Quizás te preguntes: "¿Y eso qué tiene de malo?" Pasa que tiene todo lo malo. El viajero con el negro rostro, pero no por su color, sino por algo parecido a polvo, tierra y aceite que se habían acomodado en esa cara. Su acompañante iba sentado a un lado, pero en la otra fila de asientos; junto al pasillo iban los dos. Un tercero, un desconocido, alguien que no tenía nada qué ver ni conmigo, ni con ellos, iba viajando atrás de este peculiar hombrecillo de rostro mugriento. ¿Y ahora? Esto es el clímax de mi viaje. Sentíame yo a punto de morir. El hombre comenzó a despedir un putrefacto olor. Era un olor tan asqueroso que impregnaba al alma con suciedad. Más rancio que llevar a un perro muerto como un viajero. Olía a cervezas viejas, como si hubiera estado en un festín ranchero, celebrando alguna cosa que, ahora, no he de imaginar. Ese olor era como una patada en la dignidad.
Quería sólo largarme de ahí, ¿pero qué iba a decirle al viejo rancio? "Señor, disculpe, huele a mierda; ¿me deja pararme para irme a otra parte del autobús que no huela a usted?" Sí, lo hubiera hecho, excepto que no había lugar a donde ir, o claro, me hubiera bajado del transporte y tomado otro, pero vaya que la pobreza es la limitante de mis acciones. Las ventanas, ¿alguien preguntó sobre ellas? Era de esos autobuses en que las ventanas no estaban al nivel de la cabeza, sino medio metro más arriba, ahí, donde el viento entrante no habría de barrer el putrefacto aroma del hombre ollín. Y sé que yo sufrí mucho, pues mi nariz había sido la prueba de ello; terrible irritación había sentido ella, mi pobre nariz. Alguien que debió haber sufrido como yo, si no es que incluso más, fue el pasajero que iba detrás del hombre mugre.

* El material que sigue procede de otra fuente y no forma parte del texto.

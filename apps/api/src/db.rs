use anyhow::{Context, Result};
use sqlx::postgres::PgPoolOptions;
use sqlx::PgPool;
use tracing::info;

/// Creates a PostgreSQL connection pool and applies pending migrations.
pub async fn create_pool(database_url: &str) -> Result<PgPool> {
    info!("Connecting to PostgreSQL...");

    let pool = PgPoolOptions::new()
        .max_connections(10)
        .connect(database_url)
        .await?;

    info!("PostgreSQL connection pool established");

    sqlx::migrate!("./migrations")
        .run(&pool)
        .await
        .context("Failed to apply database migrations")?;
    info!("Database migrations applied");

    Ok(pool)
}
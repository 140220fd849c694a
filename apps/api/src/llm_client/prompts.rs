// Shared prompt fragments. Each pipeline stage that calls the LLM keeps its own
// templates alongside it; this file only holds cross-cutting pieces.

/// System prompt that enforces JSON-only output.
pub const JSON_ONLY_SYSTEM: &str = "You are a precise, structured assistant. \
    You MUST respond with valid JSON only. \
    Do NOT include any text outside the JSON object. \
    Do NOT use markdown code fences. \
    Do NOT include explanations or apologies.";
pub mod handlers;
pub mod ingest;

Era una dama, creo yo. Vaya apocalipsis nasal, juro que casi vomito. Esos olores, lo más horrible en cualquier universo. El infierno debe oler a un campo de flores en comparación a esta entidad que rompía el paradigma de lo apestoso. Todo esto iba acompañado de la conversación de esos dos, de mugrín y de su amigo, pláticas oscuras sobre enfermedades y sus citas con el médico, alegando que, cuando uno se enferma, así seguirá por el resto de su vida con ese malestar.
Maldito sufrimiento, aminorado tan solo por el olor a humo del autobús, sí, ese que era soportable. Joder, no sé cómo alguien puede oler así de mal. Ni revolcándose en una pila de estiércol, ni defecando sobre sí mismo. No, no entiendo cómo le hizo el hombre suciedad. Hubo momentos en los cuales, mi nariz, había podido descansar de tales aromas, debido al movimiento del autobús que hacía que estos quedaran atrás. El paraíso vi yo cerca cuando, por fin, hube llegado a mi destino. Ese había sido el triunfo. Amablemente, pero asqueado, le había pedido al hombre mugre que me dejara salir. Así fue. Me dejó pasar, y cuando salí quise ver el rostro del mal, y la verdad es que su rostro coincidía con su aroma. Un tipo que, a simple vista, se veía que le importaban nada las cosas. El rostro del verdadero mal; me compadezco de quienes siguieron ahí, viajando en la carroza fétida. Yo, mientras, gozaba por estar lejos del tipo. Bajé del autobús, y lo primero que hice fue respirar todo lo que pudiera ya que, dentro del camión, no había podido hacerlo del todo bien. Pobre de mi olfato que, ese día, murió, y el día también murió.